If you’ve read anything about this movie, you probably already know that it “outs” J. Edgar and his male assistant/companion. Their relationship and the relationship of J. Edgar and his loyal secretary, and his relationship with his mother who was very involved in his life were shown in context with his public, professional role as the man who almost single-handedly built the FBI into a powerful organization with the ability to not only catch the bad guys but also sway the political decisions of Presidents.
When I left the theater, I felt like I’d just seen a beautifully performed live play, and I would actually like to see the movie again with that frame of mind going in. This is not a movie with a lot of special effects and some scenes could even be considered a bit naïve in their production … if we judge it against the many movies made today with both casual and calculated special effects to sweep us along the plot of the story, if there even is one.

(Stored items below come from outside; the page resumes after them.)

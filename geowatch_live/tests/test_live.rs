/*
 * Copyright © 2025, United States Government, as represented by the Administrator of 
 * the National Aeronautics and Space Administration. All rights reserved.
 *
 * The “ODIN” software is licensed under the Apache License, Version 2.0 (the "License"); 
 * you may not use this file except in compliance with the License. You may obtain a copy 
 * of the License at http://www.apache.org/licenses/LICENSE-2.0.
 *
 * Unless required by applicable law or agreed to in writing, software distributed under
 * the License is distributed on an "AS IS" BASIS, WITHOUT WARRANTIES OR CONDITIONS OF ANY KIND,
 * either express or implied. See the License for the specific language governing permissions
 * and limitations under the License.
 */

#![allow(unused)]

use std::time::Duration;
use geowatch_common::config::{load_config, load_config_or_default};
use geowatch_live::LiveConfig;

// run with "cargo test --test test_live -- --nocapture"

#[test]
fn test_shipped_config () {
    let config: LiveConfig = load_config( "configs/geowatch.ron").unwrap();
    println!("{config:#?}");

    assert_eq!( config.frame_rate, 60.0);
    assert_eq!( config.orbital.propagation_interval, Duration::from_secs(20));
    assert_eq!( config.orbital.max_elements, 500);
    assert_eq!( config.adsb.cache.ttl, Duration::from_secs(570));
    assert_eq!( config.adsb.dead_reckoning_interval, Duration::from_secs(1));
    assert!( config.opensky.is_none());
    assert_eq!( config.vessels.budget, 130);
    assert!( config.vessels.seed.is_none());
    assert!( (config.events.impact_duration.as_secs_f64() - 2.2).abs() < 1e-6);
    assert_eq!( config.events.max_impacts, 8);
}

#[test]
fn test_partial_config () {
    // everything not specified comes from the defaults
    let config: LiveConfig = ron::from_str( r#"( frame_rate: 30.0, vessels: ( budget: 50, vessels_per_major_lane: 3,
        vessels_per_middle_lane: 0, frame_interval: "50ms", nominal_frame: "20ms", seed: Some(42) ) )"#).unwrap();

    assert_eq!( config.frame_rate, 30.0);
    assert_eq!( config.vessels.seed, Some(42));
    assert_eq!( config.summary_interval, Duration::from_secs(10));
    assert_eq!( config.orbital.refresh_interval, Duration::from_secs(600));
    assert_eq!( config.events.poll_interval, Duration::from_secs(60));
}

#[test]
fn test_missing_config () {
    let config: LiveConfig = load_config_or_default( "configs/does_not_exist.ron").unwrap();
    assert_eq!( config.adsb.regions.len(), 16);
    assert_eq!( config.adsb.poll_interval, Duration::from_secs(600));
}

#[test]
fn test_opensky_dead_reckoning_interval () {
    let config: LiveConfig = ron::from_str( r#"( adsb: ( base_url: "https://api.adsb.lol/v2", regions: [], cache: ( ttl: "570s", timeout: "12s" ),
        poll_interval: "10m", dead_reckoning_interval: "500ms" ),
        opensky: Some(( url: "https://opensky-network.org/api/states/all", cache: ( ttl: "55s", timeout: "12s" ),
        poll_interval: "60s", min_aircraft: 10, dead_reckoning_interval: "2s" )) )"#).unwrap();

    let osc = config.opensky.unwrap();
    assert_eq!( osc.dead_reckoning_interval, Duration::from_secs(2));
    assert_eq!( config.adsb.dead_reckoning_interval, Duration::from_millis(500));
}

There were, of course, major makeup effects to age Leonardo and supporting characters, but again I had the feeling that this was the stuff of a live stage performance and for me it enhanced the sense of understanding that this film was not just about a different time, it was about a different way of living. However, it’s true that there’s nothing new under the sun, so it’s still possible to relate to many of the characters’ challenges and quests.
Thank you, Laura!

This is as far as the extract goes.